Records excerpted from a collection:
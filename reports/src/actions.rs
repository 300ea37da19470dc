//! Actions of the sync controller.
//!
//! Commands come from the view; outcome events are produced by effects once
//! the Report Service (or the geolocation collaborator) has answered.

use crate::error::ServiceError;
use crate::forms::{EditForm, ReportDraft};
use crate::geolocation::LocationError;
use crate::types::{Location, Report, ReportChanges, ReportId, ReportStatus, StatusFacet};

/// Everything the sync controller reacts to
#[derive(Clone, Debug, PartialEq)]
pub enum ReportsAction {
    // ========== Commands ==========
    /// Load the collection for the session's scope
    Fetch,
    /// Replace the creation form
    SetDraft {
        /// New form contents
        draft: ReportDraft,
    },
    /// Create a report from the current draft
    SubmitDraft,
    /// Ask the geolocation collaborator for the current position
    RequestLocation,
    /// Open the edit form for a report
    BeginEdit {
        /// Report to edit
        id: ReportId,
    },
    /// Replace the open edit form
    SetEditForm {
        /// New form contents
        form: EditForm,
    },
    /// Send the fields changed in the open edit form
    SubmitEdit,
    /// Close the edit form without sending
    CancelEdit,
    /// Send a partial update
    UpdateReport {
        /// Report to update
        id: ReportId,
        /// Fields to change
        changes: ReportChanges,
    },
    /// Delete a report
    DeleteReport {
        /// Report to delete
        id: ReportId,
    },
    /// Move a report to another status (administrators)
    ChangeStatus {
        /// Report to move
        id: ReportId,
        /// Target status
        status: ReportStatus,
    },
    /// Set the view filter's search term
    SetSearchTerm {
        /// Case-insensitive substring
        term: String,
    },
    /// Set the view filter's status facet
    SetStatusFacet {
        /// Facet to apply
        facet: StatusFacet,
    },
    /// Remove a notification
    DismissNotification {
        /// Notification to remove
        id: u64,
    },

    // ========== Outcomes ==========
    /// Fetch succeeded
    ReportsLoaded {
        /// Full collection for the scope
        reports: Vec<Report>,
    },
    /// Fetch failed
    FetchFailed {
        /// Cause
        error: ServiceError,
    },
    /// Creation confirmed; the report is rebuilt from the request
    ReportCreated {
        /// Created report with its service-assigned id
        report: Report,
    },
    /// Creation failed
    CreateFailed {
        /// Cause
        error: ServiceError,
    },
    /// Update confirmed
    ReportUpdated {
        /// Updated report
        id: ReportId,
        /// Changes the service accepted
        changes: ReportChanges,
    },
    /// Update failed
    UpdateFailed {
        /// Report concerned
        id: ReportId,
        /// Cause
        error: ServiceError,
    },
    /// Deletion confirmed
    ReportDeleted {
        /// Deleted report
        id: ReportId,
    },
    /// Deletion failed
    DeleteFailed {
        /// Report concerned
        id: ReportId,
        /// Cause
        error: ServiceError,
    },
    /// Status change confirmed
    StatusChanged {
        /// Report concerned
        id: ReportId,
        /// New status
        status: ReportStatus,
    },
    /// Status change failed
    StatusChangeFailed {
        /// Report concerned
        id: ReportId,
        /// Cause
        error: ServiceError,
    },
    /// Position obtained
    LocationAcquired {
        /// Current position
        location: Location,
    },
    /// Position could not be obtained
    LocationUnavailable {
        /// Cause
        error: LocationError,
    },
}

impl ReportsAction {
    /// Whether this action reports the answer to a remote call
    #[must_use]
    pub const fn is_outcome(&self) -> bool {
        matches!(
            self,
            Self::ReportsLoaded { .. }
                | Self::FetchFailed { .. }
                | Self::ReportCreated { .. }
                | Self::CreateFailed { .. }
                | Self::ReportUpdated { .. }
                | Self::UpdateFailed { .. }
                | Self::ReportDeleted { .. }
                | Self::DeleteFailed { .. }
                | Self::StatusChanged { .. }
                | Self::StatusChangeFailed { .. }
                | Self::LocationAcquired { .. }
                | Self::LocationUnavailable { .. }
        )
    }
}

● **What to work on**:
Whenever the word "ReportsLoaded" occurs in a line above, copy that line.

● **Exercise output**:
    ReportsLoaded {
            Self::ReportsLoaded { .. }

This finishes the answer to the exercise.